As a properly constituted Supporters’ Trust, we have been trying to engage the owners in dialogue for the last three years.
The principal reason they have so far refused to engage with us appears to be because we are “independent”.
Our members see independence as a virtue when it comes to fans’ organisations; the owners seem to regard it as a reason not to trust us.
We are not at all convinced that the leopard can change its spots.
Nevertheless, subject to our members’ approval, the Trust is prepared to work with anybody who can truly demonstrate they have the best interests of the club, the fans and the community at heart.
There remains the strong possibility that, due to the nature of some of the owners’ actions, many supporters will not return to the club on principle until the Oystons have gone, regardless of what they do from now on with the football side.

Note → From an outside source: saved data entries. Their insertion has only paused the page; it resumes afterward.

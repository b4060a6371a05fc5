use chrono::NaiveDateTime;
use serde::{Deserialize, Serialize};

use crate::domain::types::{Categoria, Marca, Modelo, VehiculoId};

/// A stored vehiculo.
#[derive(Clone, Debug, Serialize, Deserialize, PartialEq)]
pub struct Vehiculo {
    pub id: VehiculoId,
    pub marca: String,
    pub categoria: String,
    pub modelo: String,
    pub year: i32,
    pub km: f64,
    pub precio: f64,
    pub stock: i32,
    /// Soft-delete flag; deleted vehiculos stay in the table.
    pub is_deleted: bool,
    pub imagen: Option<String>,
    pub created_at: NaiveDateTime,
    pub updated_at: NaiveDateTime,
}

/// Validated payload for inserting a vehiculo.
#[derive(Clone, Debug, PartialEq)]
pub struct NewVehiculo {
    pub id: VehiculoId,
    pub marca: Marca,
    pub categoria: Categoria,
    pub modelo: Modelo,
    pub year: i32,
    pub km: f64,
    pub precio: f64,
    pub stock: i32,
    pub imagen: Option<String>,
}

/// Partial update for a vehiculo; `None` keeps the stored value.
#[derive(Clone, Debug, Default, PartialEq)]
pub struct UpdateVehiculo {
    pub marca: Option<Marca>,
    pub categoria: Option<Categoria>,
    pub modelo: Option<Modelo>,
    pub year: Option<i32>,
    pub km: Option<f64>,
    pub precio: Option<f64>,
    pub stock: Option<i32>,
    pub is_deleted: Option<bool>,
}

/// Optional constraints applied when listing vehiculos.
///
/// Every `None` field leaves that column unconstrained. Text and flag filters
/// match exactly; numeric filters are inclusive one-sided bounds.
#[derive(Clone, Debug, Default, PartialEq)]
pub struct VehiculoFilter {
    pub marca: Option<String>,
    pub categoria: Option<String>,
    pub modelo: Option<String>,
    /// Lower bound on `year`.
    pub min_year: Option<i32>,
    pub is_deleted: Option<bool>,
    /// Upper bound on `km`.
    pub km_max: Option<f64>,
    /// Upper bound on `precio`.
    pub precio_max: Option<f64>,
    /// Lower bound on `stock`.
    pub stock_min: Option<i32>,
}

In an offer to assist the mediation process, the Football League has advised both Councillor Tony Williams, whose initiative it was, and Blackpool Supporters’ Trust that it is willing to attend a meeting provided that the club and the relevant supporters’ organisations are also willing to attend.
The meeting BST has called for Tuesday of next week may turn out to be a precursor to that mediation process.
Meanwhile, to all reasonable minded people, the green shoot of recovery is continuing to look like a fiction.
The pitch is a disgrace again; the team is back in the relegation places with just two points out of a possible 15; the club secretary has resigned and a second successive relegation is a real fear.